━━━━━ RECORDS TO USE

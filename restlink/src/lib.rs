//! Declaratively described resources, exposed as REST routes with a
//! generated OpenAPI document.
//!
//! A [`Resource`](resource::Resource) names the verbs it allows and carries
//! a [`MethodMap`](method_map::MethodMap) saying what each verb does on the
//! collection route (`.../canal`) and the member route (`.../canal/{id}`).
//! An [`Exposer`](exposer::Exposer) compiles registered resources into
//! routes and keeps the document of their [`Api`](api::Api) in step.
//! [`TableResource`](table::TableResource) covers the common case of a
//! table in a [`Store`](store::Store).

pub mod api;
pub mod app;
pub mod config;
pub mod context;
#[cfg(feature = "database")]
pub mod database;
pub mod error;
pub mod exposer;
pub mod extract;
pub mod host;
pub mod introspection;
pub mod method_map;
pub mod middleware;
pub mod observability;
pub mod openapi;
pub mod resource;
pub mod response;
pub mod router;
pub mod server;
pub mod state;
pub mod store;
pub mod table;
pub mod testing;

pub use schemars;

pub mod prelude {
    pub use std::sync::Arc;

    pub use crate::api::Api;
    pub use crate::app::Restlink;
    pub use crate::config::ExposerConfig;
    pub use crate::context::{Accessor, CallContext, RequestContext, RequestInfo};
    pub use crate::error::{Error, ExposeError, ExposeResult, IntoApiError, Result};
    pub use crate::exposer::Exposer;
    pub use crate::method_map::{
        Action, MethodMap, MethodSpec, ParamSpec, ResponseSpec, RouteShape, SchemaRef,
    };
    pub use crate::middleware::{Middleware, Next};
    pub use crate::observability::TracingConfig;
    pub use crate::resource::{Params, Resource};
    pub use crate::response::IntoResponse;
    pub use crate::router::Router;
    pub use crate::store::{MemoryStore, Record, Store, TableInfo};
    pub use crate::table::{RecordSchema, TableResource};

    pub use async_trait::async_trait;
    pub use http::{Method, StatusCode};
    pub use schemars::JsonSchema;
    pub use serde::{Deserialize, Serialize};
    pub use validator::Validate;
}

━━━━━━━━━━
━━━━━ RECORDS TO USE

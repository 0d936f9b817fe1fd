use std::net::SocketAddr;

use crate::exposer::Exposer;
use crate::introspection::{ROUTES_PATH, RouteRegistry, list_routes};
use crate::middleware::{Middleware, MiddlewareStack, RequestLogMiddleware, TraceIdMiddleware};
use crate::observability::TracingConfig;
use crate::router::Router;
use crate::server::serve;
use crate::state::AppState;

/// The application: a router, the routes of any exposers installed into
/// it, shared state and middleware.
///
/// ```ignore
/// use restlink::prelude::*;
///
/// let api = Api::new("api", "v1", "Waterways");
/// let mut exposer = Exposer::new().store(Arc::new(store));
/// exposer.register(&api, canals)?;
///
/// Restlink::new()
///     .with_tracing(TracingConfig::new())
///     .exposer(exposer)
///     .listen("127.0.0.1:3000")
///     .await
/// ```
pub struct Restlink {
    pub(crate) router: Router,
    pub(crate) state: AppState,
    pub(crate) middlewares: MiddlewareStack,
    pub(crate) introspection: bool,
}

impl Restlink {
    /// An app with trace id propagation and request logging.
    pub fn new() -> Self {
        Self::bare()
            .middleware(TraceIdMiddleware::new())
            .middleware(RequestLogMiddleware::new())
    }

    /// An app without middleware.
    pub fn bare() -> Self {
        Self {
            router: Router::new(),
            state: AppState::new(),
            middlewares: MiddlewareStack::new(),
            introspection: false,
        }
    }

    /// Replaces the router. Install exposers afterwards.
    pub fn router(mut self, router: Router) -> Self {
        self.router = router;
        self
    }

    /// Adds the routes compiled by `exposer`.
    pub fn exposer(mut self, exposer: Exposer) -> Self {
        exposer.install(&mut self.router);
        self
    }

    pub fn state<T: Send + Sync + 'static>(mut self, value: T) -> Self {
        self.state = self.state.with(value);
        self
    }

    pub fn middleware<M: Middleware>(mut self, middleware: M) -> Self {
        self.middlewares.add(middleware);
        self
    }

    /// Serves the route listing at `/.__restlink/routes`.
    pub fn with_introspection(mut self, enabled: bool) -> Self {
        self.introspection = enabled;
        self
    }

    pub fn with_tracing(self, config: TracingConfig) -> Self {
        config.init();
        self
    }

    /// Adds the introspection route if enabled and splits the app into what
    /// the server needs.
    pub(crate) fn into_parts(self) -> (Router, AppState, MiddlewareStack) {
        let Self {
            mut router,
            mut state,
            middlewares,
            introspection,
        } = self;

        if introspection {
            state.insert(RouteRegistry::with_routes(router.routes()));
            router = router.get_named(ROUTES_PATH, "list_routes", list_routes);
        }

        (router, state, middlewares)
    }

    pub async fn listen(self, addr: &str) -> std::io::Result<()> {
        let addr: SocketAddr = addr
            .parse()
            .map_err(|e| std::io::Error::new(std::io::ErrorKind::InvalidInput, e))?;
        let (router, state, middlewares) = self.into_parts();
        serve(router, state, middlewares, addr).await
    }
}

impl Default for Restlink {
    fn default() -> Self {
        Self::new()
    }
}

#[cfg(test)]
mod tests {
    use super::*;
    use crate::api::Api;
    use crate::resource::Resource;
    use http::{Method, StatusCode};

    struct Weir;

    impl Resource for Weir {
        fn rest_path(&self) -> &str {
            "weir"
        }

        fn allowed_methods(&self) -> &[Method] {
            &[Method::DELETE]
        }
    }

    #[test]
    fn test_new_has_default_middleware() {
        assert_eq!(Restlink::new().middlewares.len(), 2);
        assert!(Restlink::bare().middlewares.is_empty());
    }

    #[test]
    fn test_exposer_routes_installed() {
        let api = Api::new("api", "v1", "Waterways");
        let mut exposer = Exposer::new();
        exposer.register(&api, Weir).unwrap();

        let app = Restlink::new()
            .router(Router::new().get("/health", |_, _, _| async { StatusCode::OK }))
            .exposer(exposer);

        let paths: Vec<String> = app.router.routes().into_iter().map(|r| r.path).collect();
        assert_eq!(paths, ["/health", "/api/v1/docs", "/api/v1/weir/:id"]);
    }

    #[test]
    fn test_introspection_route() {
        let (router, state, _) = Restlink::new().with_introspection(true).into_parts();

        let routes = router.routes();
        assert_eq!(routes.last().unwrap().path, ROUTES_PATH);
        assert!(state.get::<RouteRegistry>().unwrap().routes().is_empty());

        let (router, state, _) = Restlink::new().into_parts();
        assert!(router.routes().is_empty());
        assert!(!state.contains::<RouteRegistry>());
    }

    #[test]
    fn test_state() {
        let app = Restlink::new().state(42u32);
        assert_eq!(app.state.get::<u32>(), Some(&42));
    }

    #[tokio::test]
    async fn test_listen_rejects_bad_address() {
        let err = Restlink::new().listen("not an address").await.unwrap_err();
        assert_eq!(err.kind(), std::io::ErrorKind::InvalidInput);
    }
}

━━━━━━━━━━
━━━━━ RECORDS TO USE

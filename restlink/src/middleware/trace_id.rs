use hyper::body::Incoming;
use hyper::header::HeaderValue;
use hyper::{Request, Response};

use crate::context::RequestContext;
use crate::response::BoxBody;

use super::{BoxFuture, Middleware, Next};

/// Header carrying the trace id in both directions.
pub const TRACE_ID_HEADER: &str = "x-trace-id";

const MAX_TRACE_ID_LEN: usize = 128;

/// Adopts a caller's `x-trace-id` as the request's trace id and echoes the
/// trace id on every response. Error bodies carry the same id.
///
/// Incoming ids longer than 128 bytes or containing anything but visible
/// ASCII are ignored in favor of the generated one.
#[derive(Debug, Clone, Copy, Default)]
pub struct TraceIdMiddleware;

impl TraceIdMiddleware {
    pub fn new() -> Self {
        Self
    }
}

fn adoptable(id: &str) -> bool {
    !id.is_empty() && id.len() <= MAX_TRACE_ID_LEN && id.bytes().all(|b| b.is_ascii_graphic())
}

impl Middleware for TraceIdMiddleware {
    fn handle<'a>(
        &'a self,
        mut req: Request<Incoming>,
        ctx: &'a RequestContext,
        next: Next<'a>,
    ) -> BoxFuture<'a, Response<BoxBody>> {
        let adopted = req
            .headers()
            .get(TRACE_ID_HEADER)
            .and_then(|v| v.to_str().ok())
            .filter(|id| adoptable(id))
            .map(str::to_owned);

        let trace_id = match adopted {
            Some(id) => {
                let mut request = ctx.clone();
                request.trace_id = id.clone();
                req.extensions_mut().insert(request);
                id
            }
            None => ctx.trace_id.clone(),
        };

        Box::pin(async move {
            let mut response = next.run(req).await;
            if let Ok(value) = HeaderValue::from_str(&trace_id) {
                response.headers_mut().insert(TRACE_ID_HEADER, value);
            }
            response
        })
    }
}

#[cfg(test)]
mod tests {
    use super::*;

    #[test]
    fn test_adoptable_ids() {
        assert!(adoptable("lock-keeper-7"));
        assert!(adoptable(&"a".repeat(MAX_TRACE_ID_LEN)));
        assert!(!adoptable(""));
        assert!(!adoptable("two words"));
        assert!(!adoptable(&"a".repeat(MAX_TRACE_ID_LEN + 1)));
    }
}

━━━━━━━━━━

Note every line above where the string "filename" shows up, and copy those lines.

filename restlink/src/lib.rs
filename restlink/src/middleware/trace_id.rs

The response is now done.